• **Work instructions**: The data are to be restated in full, exactly as presented.

[Collection entries]
◇ ◇ ◇ ◇ ◇
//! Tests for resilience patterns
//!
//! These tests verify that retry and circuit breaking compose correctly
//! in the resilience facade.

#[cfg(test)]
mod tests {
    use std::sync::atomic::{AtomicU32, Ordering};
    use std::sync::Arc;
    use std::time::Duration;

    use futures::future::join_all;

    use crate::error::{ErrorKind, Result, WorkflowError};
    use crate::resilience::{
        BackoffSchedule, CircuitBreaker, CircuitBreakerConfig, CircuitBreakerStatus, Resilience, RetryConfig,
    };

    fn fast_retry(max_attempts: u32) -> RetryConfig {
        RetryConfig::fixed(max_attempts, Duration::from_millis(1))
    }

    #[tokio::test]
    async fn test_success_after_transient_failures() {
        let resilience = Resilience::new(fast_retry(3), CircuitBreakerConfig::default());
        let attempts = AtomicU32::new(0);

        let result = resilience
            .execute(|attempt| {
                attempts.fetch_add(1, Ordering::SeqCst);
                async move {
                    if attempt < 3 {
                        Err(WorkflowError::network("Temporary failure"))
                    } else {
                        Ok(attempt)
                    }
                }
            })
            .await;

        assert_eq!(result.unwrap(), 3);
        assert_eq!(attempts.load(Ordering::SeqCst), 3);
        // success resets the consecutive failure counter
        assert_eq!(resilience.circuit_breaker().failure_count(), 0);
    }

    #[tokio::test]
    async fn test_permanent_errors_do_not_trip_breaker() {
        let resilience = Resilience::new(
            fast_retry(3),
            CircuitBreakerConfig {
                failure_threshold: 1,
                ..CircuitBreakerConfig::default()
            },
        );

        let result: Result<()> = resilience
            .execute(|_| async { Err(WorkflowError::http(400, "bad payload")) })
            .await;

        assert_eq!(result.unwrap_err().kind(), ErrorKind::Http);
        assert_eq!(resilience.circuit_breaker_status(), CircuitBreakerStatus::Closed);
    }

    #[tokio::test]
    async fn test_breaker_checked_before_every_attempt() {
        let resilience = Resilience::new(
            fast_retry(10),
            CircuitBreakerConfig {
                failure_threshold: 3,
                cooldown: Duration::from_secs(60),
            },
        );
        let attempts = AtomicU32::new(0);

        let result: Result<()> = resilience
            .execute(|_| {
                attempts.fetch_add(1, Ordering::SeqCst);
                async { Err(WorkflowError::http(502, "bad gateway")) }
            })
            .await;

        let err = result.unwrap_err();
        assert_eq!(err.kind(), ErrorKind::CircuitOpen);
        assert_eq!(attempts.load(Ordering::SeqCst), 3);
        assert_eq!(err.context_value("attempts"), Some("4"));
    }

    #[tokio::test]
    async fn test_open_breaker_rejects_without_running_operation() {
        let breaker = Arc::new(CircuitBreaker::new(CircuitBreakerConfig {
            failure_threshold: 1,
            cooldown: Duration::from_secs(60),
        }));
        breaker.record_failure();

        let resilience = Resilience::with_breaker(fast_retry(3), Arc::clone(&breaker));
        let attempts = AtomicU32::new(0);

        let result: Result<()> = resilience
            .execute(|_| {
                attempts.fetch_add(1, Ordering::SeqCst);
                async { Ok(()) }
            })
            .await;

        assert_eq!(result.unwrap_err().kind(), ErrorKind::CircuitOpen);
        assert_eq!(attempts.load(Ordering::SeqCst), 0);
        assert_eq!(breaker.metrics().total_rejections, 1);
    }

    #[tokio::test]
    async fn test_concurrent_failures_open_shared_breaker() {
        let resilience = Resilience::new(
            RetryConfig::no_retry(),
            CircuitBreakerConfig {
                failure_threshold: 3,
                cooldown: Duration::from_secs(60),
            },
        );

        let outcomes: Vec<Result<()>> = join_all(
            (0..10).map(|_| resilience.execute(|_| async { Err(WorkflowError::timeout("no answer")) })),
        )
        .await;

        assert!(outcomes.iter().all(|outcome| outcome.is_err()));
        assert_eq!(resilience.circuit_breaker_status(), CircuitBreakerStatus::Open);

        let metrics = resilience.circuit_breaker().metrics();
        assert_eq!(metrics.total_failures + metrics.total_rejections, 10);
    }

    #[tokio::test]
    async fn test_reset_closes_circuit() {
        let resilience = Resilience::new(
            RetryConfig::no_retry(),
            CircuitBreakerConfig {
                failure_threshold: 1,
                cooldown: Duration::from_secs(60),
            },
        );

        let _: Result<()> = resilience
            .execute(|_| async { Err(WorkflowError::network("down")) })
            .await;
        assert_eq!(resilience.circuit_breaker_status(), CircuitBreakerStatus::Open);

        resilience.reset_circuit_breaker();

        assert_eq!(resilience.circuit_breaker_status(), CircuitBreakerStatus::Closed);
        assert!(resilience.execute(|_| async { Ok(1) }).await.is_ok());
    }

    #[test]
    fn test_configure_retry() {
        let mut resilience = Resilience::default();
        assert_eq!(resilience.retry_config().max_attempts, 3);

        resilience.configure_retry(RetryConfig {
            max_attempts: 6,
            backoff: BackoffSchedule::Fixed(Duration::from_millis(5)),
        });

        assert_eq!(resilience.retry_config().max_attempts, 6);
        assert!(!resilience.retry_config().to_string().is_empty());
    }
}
◇ ◇ ◇ ◇ ◇
• **Output of the task**:
//! Tests for resilience patterns
//!
//! These tests verify that retry and circuit breaking compose correctly
//! in the resilience facade.

#[cfg(test)]
mod tests {
    use std::sync::atomic::{AtomicU32, Ordering};
    use std::sync::Arc;
    use std::time::Duration;

    use futures::future::join_all;

    use crate::error::{ErrorKind, Result, WorkflowError};
    use crate::resilience::{
        BackoffSchedule, CircuitBreaker, CircuitBreakerConfig, CircuitBreakerStatus, Resilience, RetryConfig,
    };

    fn fast_retry(max_attempts: u32) -> RetryConfig {
        RetryConfig::fixed(max_attempts, Duration::from_millis(1))
    }

    #[tokio::test]
    async fn test_success_after_transient_failures() {
        let resilience = Resilience::new(fast_retry(3), CircuitBreakerConfig::default());
        let attempts = AtomicU32::new(0);

        let result = resilience
            .execute(|attempt| {
                attempts.fetch_add(1, Ordering::SeqCst);
                async move {
                    if attempt < 3 {
                        Err(WorkflowError::network("Temporary failure"))
                    } else {
                        Ok(attempt)
                    }
                }
            })
            .await;

        assert_eq!(result.unwrap(), 3);
        assert_eq!(attempts.load(Ordering::SeqCst), 3);
        // success resets the consecutive failure counter
        assert_eq!(resilience.circuit_breaker().failure_count(), 0);
    }

    #[tokio::test]
    async fn test_permanent_errors_do_not_trip_breaker() {
        let resilience = Resilience::new(
            fast_retry(3),
            CircuitBreakerConfig {
                failure_threshold: 1,
                ..CircuitBreakerConfig::default()
            },
        );

        let result: Result<()> = resilience
            .execute(|_| async { Err(WorkflowError::http(400, "bad payload")) })
            .await;

        assert_eq!(result.unwrap_err().kind(), ErrorKind::Http);
        assert_eq!(resilience.circuit_breaker_status(), CircuitBreakerStatus::Closed);
    }

    #[tokio::test]
    async fn test_breaker_checked_before_every_attempt() {
        let resilience = Resilience::new(
            fast_retry(10),
            CircuitBreakerConfig {
                failure_threshold: 3,
                cooldown: Duration::from_secs(60),
            },
        );
        let attempts = AtomicU32::new(0);

        let result: Result<()> = resilience
            .execute(|_| {
                attempts.fetch_add(1, Ordering::SeqCst);
                async { Err(WorkflowError::http(502, "bad gateway")) }
            })
            .await;

        let err = result.unwrap_err();
        assert_eq!(err.kind(), ErrorKind::CircuitOpen);
        assert_eq!(attempts.load(Ordering::SeqCst), 3);
        assert_eq!(err.context_value("attempts"), Some("4"));
    }

    #[tokio::test]
    async fn test_open_breaker_rejects_without_running_operation() {
        let breaker = Arc::new(CircuitBreaker::new(CircuitBreakerConfig {
            failure_threshold: 1,
            cooldown: Duration::from_secs(60),
        }));
        breaker.record_failure();

        let resilience = Resilience::with_breaker(fast_retry(3), Arc::clone(&breaker));
        let attempts = AtomicU32::new(0);

        let result: Result<()> = resilience
            .execute(|_| {
                attempts.fetch_add(1, Ordering::SeqCst);
                async { Ok(()) }
            })
            .await;

        assert_eq!(result.unwrap_err().kind(), ErrorKind::CircuitOpen);
        assert_eq!(attempts.load(Ordering::SeqCst), 0);
        assert_eq!(breaker.metrics().total_rejections, 1);
    }

    #[tokio::test]
    async fn test_concurrent_failures_open_shared_breaker() {
        let resilience = Resilience::new(
            RetryConfig::no_retry(),
            CircuitBreakerConfig {
                failure_threshold: 3,
                cooldown: Duration::from_secs(60),
            },
        );

        let outcomes: Vec<Result<()>> = join_all(
            (0..10).map(|_| resilience.execute(|_| async { Err(WorkflowError::timeout("no answer")) })),
        )
        .await;

        assert!(outcomes.iter().all(|outcome| outcome.is_err()));
        assert_eq!(resilience.circuit_breaker_status(), CircuitBreakerStatus::Open);

        let metrics = resilience.circuit_breaker().metrics();
        assert_eq!(metrics.total_failures + metrics.total_rejections, 10);
    }

    #[tokio::test]
    async fn test_reset_closes_circuit() {
        let resilience = Resilience::new(
            RetryConfig::no_retry(),
            CircuitBreakerConfig {
                failure_threshold: 1,
                cooldown: Duration::from_secs(60),
            },
        );

        let _: Result<()> = resilience
            .execute(|_| async { Err(WorkflowError::network("down")) })
            .await;
        assert_eq!(resilience.circuit_breaker_status(), CircuitBreakerStatus::Open);

        resilience.reset_circuit_breaker();

        assert_eq!(resilience.circuit_breaker_status(), CircuitBreakerStatus::Closed);
        assert!(resilience.execute(|_| async { Ok(1) }).await.is_ok());
    }

    #[test]
    fn test_configure_retry() {
        let mut resilience = Resilience::default();
        assert_eq!(resilience.retry_config().max_attempts, 3);

        resilience.configure_retry(RetryConfig {
            max_attempts: 6,
            backoff: BackoffSchedule::Fixed(Duration::from_millis(5)),
        });

        assert_eq!(resilience.retry_config().max_attempts, 6);
        assert!(!resilience.retry_config().to_string().is_empty());
    }
}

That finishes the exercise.